The woman's eyes flickered toward the merchant, then returned to Dinadan. "Yes, your worship?" she whispered.

Dinadan knelt beside her, behind a large barrel of flour. "We are here to look for that fellow's missing son Mabon. Are you ... are you Modron's daughter?"

"His wife, your worship," the woman whispered. Dinadan stared at her, pity and puzzlement on his face. "His third wife," the woman explained. "His first two wives, God help them, are dead."

Dinadan bit back a trenchant comment on the previous wives' good fortune and said only, "And the missing boy, Mabon?"

"He was the first wife's. They
say
she died right after the boy was took."

Dinadan caught the woman's inflection. "What do you mean, 'they
say
'? Do you doubt it?"

The woman looked again at her husband, and her eyes were bright with hatred. "I never seen her grave, nor nobody hereabouts has. If she died like he said, where'd he lay her, then?"

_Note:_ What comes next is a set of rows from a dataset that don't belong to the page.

use std::collections::HashSet;
use std::error::Error;
use std::sync::atomic::{AtomicU32, Ordering};
use std::sync::{Arc, Mutex, PoisonError};
use std::time::Duration;

use async_trait::async_trait;
use lanes_core::classify::ErrorRecord;
use lanes_core::{
    AppBuilder, ErrorResponse, Failure, QueueConfig, QueueStats, RetryPolicy, ShutdownReport,
};
use serde::Serialize;
use serde_json::json;
use tokio::time::sleep;
use tracing::{debug, error, info};
use tracing_subscriber::EnvFilter;

/// `RUST_LOG` でフィルタ、`LANES_LOG_JSON=1` で JSON 出力
fn init_tracing() {
    let filter = EnvFilter::try_from_default_env().unwrap_or_else(|_| EnvFilter::new("info"));
    let json = std::env::var("LANES_LOG_JSON").is_ok_and(|v| v == "1");

    let builder = tracing_subscriber::fmt()
        .with_env_filter(filter)
        .with_target(false);
    // ignore: a subscriber may already be installed
    let _ = if json {
        builder.json().try_init()
    } else {
        builder.try_init()
    };
}

/// 外部サービスの代わり。失敗は collaborator 側で `Failure` に型付けして返す
#[async_trait]
trait Collaborator: Send + Sync {
    fn step(&self) -> &'static str;

    async fn call(&self, user: u64, event: u32) -> Result<String, Failure>;
}

/// 最初の数回は rate limit で落ちる completion service
struct FlakyCompletion {
    rate_limited_left: AtomicU32,
}

#[async_trait]
impl Collaborator for FlakyCompletion {
    fn step(&self) -> &'static str {
        "reply"
    }

    async fn call(&self, user: u64, event: u32) -> Result<String, Failure> {
        sleep(Duration::from_millis(20)).await;
        let left = self.rate_limited_left.load(Ordering::Relaxed);
        if left > 0 {
            self.rate_limited_left.fetch_sub(1, Ordering::Relaxed);
            return Err(Failure::completion_service(format!(
                "rate limit reached (left={left})"
            ))
            .with_code("rate_limited")
            .with_status(429));
        }
        Ok(format!("reply to user {user} event {event}"))
    }
}

/// (user, event) の一意制約を持つ record store
#[derive(Default)]
struct RecordStore {
    rows: Mutex<HashSet<(u64, u32)>>,
}

#[async_trait]
impl Collaborator for RecordStore {
    fn step(&self) -> &'static str {
        "persist"
    }

    async fn call(&self, user: u64, event: u32) -> Result<String, Failure> {
        sleep(Duration::from_millis(5)).await;
        let inserted = self
            .rows
            .lock()
            .unwrap_or_else(PoisonError::into_inner)
            .insert((user, event));
        if !inserted {
            return Err(Failure::storage(format!(
                "duplicate key value violates unique constraint (user={user}, event={event})"
            ))
            .with_code("23505"));
        }
        Ok(format!("stored {user}/{event}"))
    }
}

/// 一度だけ 503 を返す archival service
struct Archive {
    unavailable_left: AtomicU32,
}

#[async_trait]
impl Collaborator for Archive {
    fn step(&self) -> &'static str {
        "archive"
    }

    async fn call(&self, user: u64, _event: u32) -> Result<String, Failure> {
        sleep(Duration::from_millis(30)).await;
        if self.unavailable_left.load(Ordering::Relaxed) > 0 {
            self.unavailable_left.fetch_sub(1, Ordering::Relaxed);
            return Err(Failure::archival_service("archive backend unavailable").with_status(503));
        }
        Ok(format!("archived day for user {user}"))
    }
}

#[derive(Serialize)]
struct Summary {
    stats: QueueStats,
    failures: Vec<ErrorResponse>,
    shutdown: ShutdownReport,
}

#[tokio::main]
async fn main() -> Result<(), Box<dyn Error>> {
    init_tracing();

    // (A) 設定と組み立て
    let config = QueueConfig::from_env()?;
    let app = AppBuilder::new()
        .queue_config(config)
        .severe_error_hook(|record: &ErrorRecord| {
            error!(request_id = %record.request_id, kind = %record.kind, "paging operator");
        })
        .build()?;

    let completion: Arc<dyn Collaborator> = Arc::new(FlakyCompletion {
        rate_limited_left: AtomicU32::new(2),
    });
    let store: Arc<dyn Collaborator> = Arc::new(RecordStore::default());
    let archive: Arc<dyn Collaborator> = Arc::new(Archive {
        unavailable_left: AtomicU32::new(1),
    });

    let policy = RetryPolicy::new(3, Duration::from_millis(50), Duration::from_millis(500), 0.2)?;

    // (B) user ごとの lane にイベントを積む。user 2 は event 1 を二重送信する
    let mut events: Vec<(u64, u32)> = (1..=3)
        .flat_map(|user| (1..=3).map(move |event| (user, event)))
        .collect();
    events.push((2, 1));

    let mut pending = Vec::new();
    for (user, event) in events {
        for svc in [&completion, &store] {
            let svc = Arc::clone(svc);
            let step = svc.step();
            let done = app.submit_with_retry(
                user,
                policy.clone(),
                json!({ "user": user, "event": event, "step": step }),
                move || {
                    let svc = Arc::clone(&svc);
                    async move { svc.call(user, event).await }
                },
            );
            debug!(key = %done.key(), task_id = %done.task_id(), event, step, "queued");
            pending.push((user, event, step, done));
        }
    }
    for user in 1..=3_u64 {
        let svc = Arc::clone(&archive);
        let done = app.submit_with_retry(
            "archive",
            policy.clone(),
            json!({ "user": user, "step": "archive" }),
            move || {
                let svc = Arc::clone(&svc);
                async move { svc.call(user, 0).await }
            },
        );
        pending.push((user, 0, "archive", done));
    }

    // (C) 結果を回収。失敗は classifier を通してからユーザーに見せる
    let mut failures = Vec::new();
    for (user, event, step, done) in pending {
        match done.await {
            Ok(value) => info!(user, event, step, %value, "done"),
            Err(err) => {
                let response = app
                    .classifier
                    .handle(&err, json!({ "user": user, "event": event, "step": step }));
                println!(
                    "user {user} event {event} {step}: {} (can retry: {})",
                    response.message, response.can_retry
                );
                failures.push(response);
            }
        }
    }

    // (D) 停止して stats を出す
    let stats = app.queue.stats();
    let shutdown = app.shutdown(Duration::from_secs(5)).await;
    let summary = Summary {
        stats,
        failures,
        shutdown,
    };
    println!("{}", serde_json::to_string_pretty(&summary)?);

    Ok(())
}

Dinadan was not sure what she was implying. "Do you think he killed her? Or that she ran away? Then by all the gods, why did you take her place? Why did you marry that creature?"

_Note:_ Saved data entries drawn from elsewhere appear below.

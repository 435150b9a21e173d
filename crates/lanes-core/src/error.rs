use std::time::Duration;

use thiserror::Error;

use crate::domain::{LaneKey, TaskId};

/// Why a record settled without ever running.
#[derive(Debug, Clone, PartialEq, Eq, Error)]
pub enum Rejection {
    #[error("task {task_id} on lane {key} waited {waited:?} without starting (queue timeout {timeout:?})")]
    Timeout {
        key: LaneKey,
        task_id: TaskId,
        waited: Duration,
        timeout: Duration,
    },

    #[error("task {task_id} on lane {key} was cleared before it started")]
    Cleared { key: LaneKey, task_id: TaskId },

    #[error("queue is closed")]
    Closed,
}

impl Rejection {
    pub const TIMEOUT_CODE: &'static str = "QUEUE_TIMEOUT";
    pub const CLEARED_CODE: &'static str = "QUEUE_CLEARED";
    pub const CLOSED_CODE: &'static str = "QUEUE_CLOSED";

    pub fn code(&self) -> &'static str {
        match self {
            Rejection::Timeout { .. } => Self::TIMEOUT_CODE,
            Rejection::Cleared { .. } => Self::CLEARED_CODE,
            Rejection::Closed => Self::CLOSED_CODE,
        }
    }
}

/// Settled result of an enqueued operation that did not succeed.
///
/// `Operation` means the operation ran and failed; `Rejected` means it never ran.
#[derive(Debug, Error)]
pub enum QueueError<E> {
    #[error("operation failed: {0}")]
    Operation(#[source] E),

    #[error("{0}")]
    Rejected(#[source] Rejection),

    /// The settle handle was dropped without a result (the operation panicked, or the
    /// runtime went away underneath it).
    #[error("task was abandoned before it settled")]
    Abandoned,
}

impl<E> QueueError<E> {
    pub fn is_timeout(&self) -> bool {
        matches!(self, QueueError::Rejected(Rejection::Timeout { .. }))
    }

    pub fn rejection(&self) -> Option<&Rejection> {
        match self {
            QueueError::Rejected(rejection) => Some(rejection),
            _ => None,
        }
    }

    /// The operation's own error, if it ran and failed.
    pub fn into_operation(self) -> Option<E> {
        match self {
            QueueError::Operation(e) => Some(e),
            _ => None,
        }
    }
}

#[derive(Debug, Error)]
pub enum ConfigError {
    #[error("queue wait timeout must be between {min:?} and {max:?}, got {got:?}")]
    WaitTimeoutOutOfRange {
        got: Duration,
        min: Duration,
        max: Duration,
    },

    #[error("{field} must be greater than zero")]
    Zero { field: &'static str },

    #[error("invalid retry policy: {0}")]
    RetryPolicy(String),

    #[error("environment variable {var} has invalid value {value:?}")]
    InvalidEnv { var: &'static str, value: String },
}

#[derive(Debug, Error)]
pub enum BuildError {
    #[error("no tokio runtime is running; build the queue from inside a runtime")]
    NoRuntime,

    #[error(transparent)]
    Config(#[from] ConfigError),
}
//! ReaperLoop - 待ち時間切れレコードの回収
//!
//! 期限 (enqueued_at + wait_timeout) を過ぎてもまだ開始していないレコードを lane から外し、
//! `Rejection::Timeout` で settle する。実行中のオペレーションには触らない。

use std::sync::Arc;

use tokio::sync::watch;
use tokio::time::Instant;
use tracing::{debug, warn};

use crate::error::Rejection;
use crate::queue::memory::Shared;

/// Runs until `shutdown` flips to `true` or its sender is dropped.
pub(crate) async fn run(shared: Arc<Shared>, mut shutdown: watch::Receiver<bool>) {
    debug!("reaper loop started");
    loop {
        // shutdown が来ていたら抜ける
        if *shutdown.borrow() {
            break;
        }

        let now = Instant::now();
        let (evicted, next) = {
            let mut table = shared.lock();
            let evicted = table.evict_expired(now);
            (evicted, table.next_deadline())
        };

        // settle はロックの外で
        for eviction in evicted {
            let timeout = eviction.record.deadline - eviction.record.enqueued_at;
            let task_id = eviction.record.task_id;
            warn!(
                lane = %eviction.key,
                task = %task_id,
                waited_ms = eviction.waited.as_millis() as u64,
                context = %eviction.record.context,
                "task timed out waiting for its lane"
            );
            eviction.record.into_job().reject(Rejection::Timeout {
                key: eviction.key,
                task_id,
                waited: eviction.waited,
                timeout,
            });
        }

        // 次の期限 / 新しい enqueue / shutdown のどれかまで寝る
        tokio::select! {
            changed = shutdown.changed() => {
                if changed.is_err() {
                    break;
                }
            }
            _ = shared.deadline_changed.notified() => {}
            _ = sleep_until_deadline(next) => {}
        }
    }
    debug!("reaper loop stopped");
}

async fn sleep_until_deadline(next: Option<Instant>) {
    match next {
        Some(at) => tokio::time::sleep_until(at).await,
        None => std::future::pending().await,
    }
}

The woman's face hardened, and she said very softly, "I was alone in the world. My parents were old and poor, and when they died I had nothing. I am not a pretty woman, and he is a rich man. How else was I to keep myself warm and fed? And now there are the children."

"Your children? Those two little ones?"

The woman nodded. "They're all he has left now. All his older children run off as soon as they was old enough, but does he think about that when he pulls out his belt to beat them? No." She returned to her scrubbing with fury, as if the floor were her enemy. Dinadan watched her for a moment, a sense of helpless anger filling his breast.

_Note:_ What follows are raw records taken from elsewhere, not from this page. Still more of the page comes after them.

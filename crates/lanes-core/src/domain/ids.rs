//! Domain identifiers.
//!
//! - `LaneKey`: opaque per-actor key. Equality and hashing are all the queue needs.
//! - `Id<T>`: ULID-backed id with a phantom marker, so a `TaskId` can never be passed
//!   where a `RequestId` is expected.

use serde::{Deserialize, Serialize};
use std::fmt;
use std::marker::PhantomData;
use ulid::Ulid;

/// Key that partitions work into independent FIFO lanes (one per actor).
///
/// Integer ids are normalised to their decimal string so `LaneKey::from(42)` and
/// `LaneKey::from("42")` address the same lane.
#[derive(Debug, Clone, PartialEq, Eq, Hash, PartialOrd, Ord, Serialize, Deserialize)]
#[serde(transparent)]
pub struct LaneKey(String);

impl LaneKey {
    pub fn new(key: impl Into<String>) -> Self {
        Self(key.into())
    }

    pub fn as_str(&self) -> &str {
        &self.0
    }
}

impl fmt::Display for LaneKey {
    fn fmt(&self, f: &mut fmt::Formatter<'_>) -> fmt::Result {
        f.write_str(&self.0)
    }
}

impl From<&str> for LaneKey {
    fn from(key: &str) -> Self {
        Self::new(key)
    }
}

impl From<String> for LaneKey {
    fn from(key: String) -> Self {
        Self(key)
    }
}

impl From<&String> for LaneKey {
    fn from(key: &String) -> Self {
        Self(key.clone())
    }
}

impl From<i64> for LaneKey {
    fn from(key: i64) -> Self {
        Self(key.to_string())
    }
}

impl From<u64> for LaneKey {
    fn from(key: u64) -> Self {
        Self(key.to_string())
    }
}

impl From<i32> for LaneKey {
    fn from(key: i32) -> Self {
        Self(key.to_string())
    }
}

/// Marker trait for `Id<T>`; supplies the display prefix.
pub trait IdMarker: Send + Sync + 'static {
    fn prefix() -> &'static str;
}

/// Generic ULID id. `T` only exists at compile time.
#[repr(transparent)]
#[derive(Debug, Clone, Copy, PartialEq, Eq, Hash, PartialOrd, Ord, Serialize, Deserialize)]
#[serde(transparent)]
pub struct Id<T: IdMarker> {
    ulid: Ulid,
    #[serde(skip)]
    _marker: PhantomData<T>,
}

impl<T: IdMarker> Id<T> {
    /// Fresh id from the current time plus randomness.
    pub fn generate() -> Self {
        Self::from_ulid(Ulid::new())
    }

    pub fn from_ulid(ulid: Ulid) -> Self {
        Self {
            ulid,
            _marker: PhantomData,
        }
    }
}

impl<T: IdMarker> From<Ulid> for Id<T> {
    fn from(ulid: Ulid) -> Self {
        Self::from_ulid(ulid)
    }
}

impl<T: IdMarker> fmt::Display for Id<T> {
    fn fmt(&self, f: &mut fmt::Formatter<'_>) -> fmt::Result {
        write!(f, "{}{}", T::prefix(), self.ulid)
    }
}

/// Marker for enqueued tasks.
#[derive(Debug, Clone, Copy, PartialEq, Eq, Hash, PartialOrd, Ord)]
pub enum Task {}

impl IdMarker for Task {
    fn prefix() -> &'static str {
        "task-"
    }
}

/// Marker for handled failures (correlates a log line with what the actor was shown).
#[derive(Debug, Clone, Copy, PartialEq, Eq, Hash, PartialOrd, Ord)]
pub enum Request {}

impl IdMarker for Request {
    fn prefix() -> &'static str {
        "req-"
    }
}

pub type TaskId = Id<Task>;
pub type RequestId = Id<Request>;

"Will your husband beat the boy for breaking that cup?" he asked suddenly. The woman looked up, her eyes glinting with tears, and she nodded curtly. Dinadan reached into the pouch at his belt and drew out two golden coins. "I cannot change your husband, my lady. He is as he has made himself. But give these to your son and tell him that Sir Dinadan sends his regards."

The woman's eyes widened, and she quickly secreted the coins in the folds of her dress. "Thank you, your worship," she said faintly. "And sir? I remember hearing that his first wife came from the east and had people there. Near Chester. Her name was Rhiannon, same as mine. You should look there."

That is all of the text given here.